TASK INSTRUCTIONS ▸ Copy the lines exactly as they appear, starting with the first line of the records and ending with the line that contains "installed command reports".

SOURCE RECORDS ▸
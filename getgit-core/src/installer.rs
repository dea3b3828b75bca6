//! The install dispatcher: turns a detected distribution into executed commands.

use std::time::Duration;

use crate::config::{Package, RunConfig, GIT};
use crate::distro::{DistributionInfo, DistroFamily, PackageManager};
use crate::error::InstallError;
use crate::host::Host;
use crate::plan::InstallPlan;
use crate::privilege::Elevation;
use crate::runner::{CommandRunner, DryRunRunner, SystemRunner};

/// Pause after the end-of-life warning
pub const END_OF_LIFE_DELAY: Duration = Duration::from_secs(10);
/// Pause after noticing an existing installation
pub const ALREADY_INSTALLED_DELAY: Duration = Duration::from_secs(5);

const RULE: &str =
    "================================================================================";

/// How a successful run ended
#[derive(Debug, Clone, PartialEq, Eq)]
pub enum Outcome {
    /// Package installed; `version` is what the installed command reports
    Installed { version: Option<String> },
    /// Stopped after repository setup (`--setup-repo`)
    RepositoryConfigured,
    /// Every command was shown, nothing was executed
    DryRun,
}

pub struct Installer<'a, H: Host> {
    host: &'a H,
    config: &'a RunConfig,
    package: &'a Package,
}

impl<'a, H: Host> Installer<'a, H> {
    pub fn new(host: &'a H, config: &'a RunConfig) -> Self {
        Self::with_package(host, config, &GIT)
    }

    pub fn with_package(host: &'a H, config: &'a RunConfig, package: &'a Package) -> Self {
        Self {
            host,
            config,
            package,
        }
    }

    /// Resolves the family and builds its plan without running anything
    pub fn plan(&self, info: &DistributionInfo) -> Result<InstallPlan, InstallError> {
        let family = DistroFamily::resolve(info)?;
        let package_manager = match family {
            DistroFamily::Rpm => PackageManager::for_rpm(|cmd| self.host.has_command(cmd)),
            DistroFamily::Debian | DistroFamily::DebianWithRepository => PackageManager::AptGet,
        };
        Ok(InstallPlan::build(
            family,
            package_manager,
            self.package,
            self.config,
        ))
    }

    /// Picks the runner for this config and runs the installation.
    ///
    /// Elevation is only required when commands really execute.
    pub fn install(&self, info: &DistributionInfo) -> Result<Outcome, InstallError> {
        DistroFamily::resolve(info)?;

        if self.config.dry_run {
            let mut runner = DryRunRunner::new();
            return self.run(info, &mut runner);
        }

        let elevation = Elevation::resolve(self.host)?;
        log::debug!("elevating commands with: {}", elevation);
        let mut runner = SystemRunner::new(elevation);
        self.run(info, &mut runner)
    }

    /// Runs the installation through `runner`, stopping at the first failed command
    pub fn run(
        &self,
        info: &DistributionInfo,
        runner: &mut dyn CommandRunner,
    ) -> Result<Outcome, InstallError> {
        let plan = self.plan(info)?;

        if info.is_end_of_life() {
            self.warn_end_of_life(info);
            self.host.pause(END_OF_LIFE_DELAY);
        }

        if self.host.has_command(self.package.command) {
            self.warn_already_installed();
            self.host.pause(ALREADY_INSTALLED_DELAY);
        }

        log::info!(
            "Installing {} on {} ({}, {})",
            self.package.name,
            info,
            plan.family.label(),
            plan.package_manager
        );

        for command in plan.setup_commands() {
            runner.run(command)?;
        }

        if self.config.repo_only {
            println!();
            println!(
                "Repository setup complete. Skipping installation of {} (--setup-repo).",
                self.package.name
            );
            return Ok(Outcome::RepositoryConfigured);
        }

        for command in plan.install_commands() {
            runner.run(command)?;
        }

        if self.config.dry_run {
            return Ok(Outcome::DryRun);
        }

        let version = self.installed_version();
        self.report_success(version.as_deref());
        Ok(Outcome::Installed { version })
    }

    /// Version string of the installed command, if it resolves
    pub fn installed_version(&self) -> Option<String> {
        if !self.host.has_command(self.package.command) {
            return None;
        }
        self.host
            .capture(self.package.command, &["--version"])
            .filter(|v| !v.is_empty())
    }

    fn warn_end_of_life(&self, info: &DistributionInfo) {
        println!();
        println!("DEPRECATION WARNING");
        println!(
            "    This Linux distribution ({}) reached end-of-life and is no longer supported by this script.",
            info
        );
        println!("    No updates or security fixes will be released for this distribution, and");
        println!("    the {} packages it offers may be outdated.", self.package.name);
        println!("    Please upgrade to a currently maintained version of {}.", info.id);
        println!();
        println!("Press Ctrl+C now to abort this script, or wait for the installation to continue.");
        println!();
    }

    fn warn_already_installed(&self) {
        let current = self
            .installed_version()
            .unwrap_or_else(|| "unknown version".to_string());
        println!(
            "Warning: the \"{}\" command appears to already exist on this system ({}).",
            self.package.command, current
        );
        println!();
        println!("If you already have {} installed, this script can cause trouble, which is", self.package.name);
        println!("why we're displaying this warning and provide the opportunity to cancel the");
        println!("installation.");
        println!();
        println!("You may press Ctrl+C now to abort this script.");
    }

    fn report_success(&self, version: Option<&str>) {
        println!();
        println!("{}", RULE);
        println!();
        println!("{} was installed successfully.", self.package.name);
        if let Some(version) = version {
            println!();
            println!("    {}", version);
        }
        println!();
        println!("{}", RULE);
        println!();
    }
}

#[cfg(test)]
mod tests {
    use super::*;
    use crate::plan::PlannedCommand;
    use crate::testing::FakeHost;

    /// Succeeds until the configured call, then fails like apt-get would
    struct FailingRunner {
        fail_at: usize,
        seen: Vec<String>,
    }

    impl CommandRunner for FailingRunner {
        fn run(&mut self, command: &PlannedCommand) -> Result<(), InstallError> {
            self.seen.push(command.to_string());
            if self.seen.len() == self.fail_at {
                return Err(InstallError::CommandFailure {
                    command: command.to_string(),
                    code: Some(100),
                });
            }
            Ok(())
        }
    }

    fn run_recorded(
        host: &FakeHost,
        config: &RunConfig,
        info: &DistributionInfo,
    ) -> (Result<Outcome, InstallError>, Vec<String>) {
        let mut runner = DryRunRunner::quiet();
        let result = Installer::new(host, config).run(info, &mut runner);
        (result, runner.recorded().to_vec())
    }

    #[test]
    fn test_ubuntu_end_to_end() {
        let host = FakeHost::new();
        let info = DistributionInfo::new("ubuntu", "jammy");
        let (result, commands) = run_recorded(&host, &RunConfig::default(), &info);

        assert_eq!(result.unwrap(), Outcome::Installed { version: None });
        assert_eq!(
            commands,
            vec![
                "DEBIAN_FRONTEND=noninteractive apt-get update -qq",
                "DEBIAN_FRONTEND=noninteractive apt-get install -y -qq software-properties-common",
                "add-apt-repository -y ppa:git-core/ppa",
                "DEBIAN_FRONTEND=noninteractive apt-get update -qq",
                "DEBIAN_FRONTEND=noninteractive apt-get install -y -qq git",
            ]
        );
        assert_eq!(host.pause_count(), 0);
    }

    #[test]
    fn test_repo_only_stops_after_cache_refresh() {
        let host = FakeHost::new();
        let config = RunConfig::new(false, true, None);
        let info = DistributionInfo::new("ubuntu", "jammy");
        let (result, commands) = run_recorded(&host, &config, &info);

        assert_eq!(result.unwrap(), Outcome::RepositoryConfigured);
        assert_eq!(commands.len(), 4);
        assert_eq!(
            commands.last().unwrap(),
            "DEBIAN_FRONTEND=noninteractive apt-get update -qq"
        );
        assert!(!commands.iter().any(|c| c.ends_with("install -y -qq git")));
    }

    #[test]
    fn test_repo_only_on_debian_just_refreshes() {
        let host = FakeHost::new();
        let config = RunConfig::new(false, true, None);
        let info = DistributionInfo::new("debian", "bookworm");
        let (result, commands) = run_recorded(&host, &config, &info);

        assert_eq!(result.unwrap(), Outcome::RepositoryConfigured);
        assert_eq!(commands, vec!["DEBIAN_FRONTEND=noninteractive apt-get update -qq"]);
    }

    #[test]
    fn test_dry_run_needs_no_elevation() {
        // Not root, and neither sudo nor su available
        let host = FakeHost::new();
        let config = RunConfig::new(true, false, None);
        let info = DistributionInfo::new("fedora", "40");

        let outcome = Installer::new(&host, &config).install(&info).unwrap();
        assert_eq!(outcome, Outcome::DryRun);
    }

    #[test]
    fn test_dry_run_shows_the_real_plan() {
        let host = FakeHost::new().with_command("dnf");
        let info = DistributionInfo::new("fedora", "40");
        let dry = RunConfig::new(true, false, None);
        let real = RunConfig::default();

        let (dry_result, dry_commands) = run_recorded(&host, &dry, &info);
        assert_eq!(dry_result.unwrap(), Outcome::DryRun);

        let plan = Installer::new(&host, &real).plan(&info).unwrap();
        let planned: Vec<String> = plan.commands().iter().map(|c| c.to_string()).collect();
        assert_eq!(dry_commands, planned);
    }

    #[test]
    fn test_missing_elevation_aborts_before_any_command() {
        let host = FakeHost::new();
        let config = RunConfig::default();
        let info = DistributionInfo::new("debian", "bookworm");

        let err = Installer::new(&host, &config).install(&info).unwrap_err();
        assert!(matches!(err, InstallError::PrivilegeUnavailable));
    }

    #[test]
    fn test_centos_7_warns_once_and_uses_yum() {
        let host = FakeHost::new().with_command("yum");
        let info = DistributionInfo::new("centos", "7");
        let (result, commands) = run_recorded(&host, &RunConfig::default(), &info);

        assert!(result.is_ok());
        assert_eq!(*host.pauses.borrow(), vec![END_OF_LIFE_DELAY]);
        assert_eq!(commands, vec!["yum makecache", "yum install -y git"]);
    }

    #[test]
    fn test_existing_install_is_noticed_and_reported() {
        let host = FakeHost::new()
            .as_root()
            .with_output("git --version", "git version 2.34.1");
        let info = DistributionInfo::new("debian", "bookworm");
        let (result, _) = run_recorded(&host, &RunConfig::default(), &info);

        assert_eq!(
            result.unwrap(),
            Outcome::Installed {
                version: Some("git version 2.34.1".to_string())
            }
        );
        assert_eq!(*host.pauses.borrow(), vec![ALREADY_INSTALLED_DELAY]);
    }

    #[test]
    fn test_macos_is_unsupported_and_runs_nothing() {
        let host = FakeHost::new().with_kernel("Darwin");
        let info = DistributionInfo::new("darwin", "");
        let (result, commands) = run_recorded(&host, &RunConfig::default(), &info);

        let err = result.unwrap_err();
        assert_eq!(err.exit_code(), 1);
        match err {
            InstallError::UnsupportedPlatform { hint, .. } => {
                assert!(hint.unwrap().contains("xcode-select --install"));
            }
            other => panic!("unexpected error: {other:?}"),
        }
        assert!(commands.is_empty());
    }

    #[test]
    fn test_empty_id_is_unsupported() {
        let host = FakeHost::new().as_root();
        let err = Installer::new(&host, &RunConfig::default())
            .install(&DistributionInfo::default())
            .unwrap_err();
        assert!(matches!(err, InstallError::UnsupportedPlatform { .. }));
    }

    #[test]
    fn test_first_failure_aborts_the_run() {
        let host = FakeHost::new();
        let config = RunConfig::default();
        let info = DistributionInfo::new("ubuntu", "jammy");
        let mut runner = FailingRunner {
            fail_at: 2,
            seen: Vec::new(),
        };

        let err = Installer::new(&host, &config)
            .run(&info, &mut runner)
            .unwrap_err();
        assert_eq!(err.exit_code(), 100);
        assert_eq!(runner.seen.len(), 2);
    }
}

EXERCISE RESPONSE ▸
filename getgit-core/src/installer.rs
repository dea3b3828b75bca6
//! The install dispatcher: turns a detected distribution into executed commands.

use std::time::Duration;

use crate::config::{Package, RunConfig, GIT};
use crate::distro::{DistributionInfo, DistroFamily, PackageManager};
use crate::error::InstallError;
use crate::host::Host;
use crate::plan::InstallPlan;
use crate::privilege::Elevation;
use crate::runner::{CommandRunner, DryRunRunner, SystemRunner};

/// Pause after the end-of-life warning
pub const END_OF_LIFE_DELAY: Duration = Duration::from_secs(10);
/// Pause after noticing an existing installation
pub const ALREADY_INSTALLED_DELAY: Duration = Duration::from_secs(5);

const RULE: &str =
    "================================================================================";

/// How a successful run ended
#[derive(Debug, Clone, PartialEq, Eq)]
pub enum Outcome {
    /// Package installed; `version` is what the installed command reports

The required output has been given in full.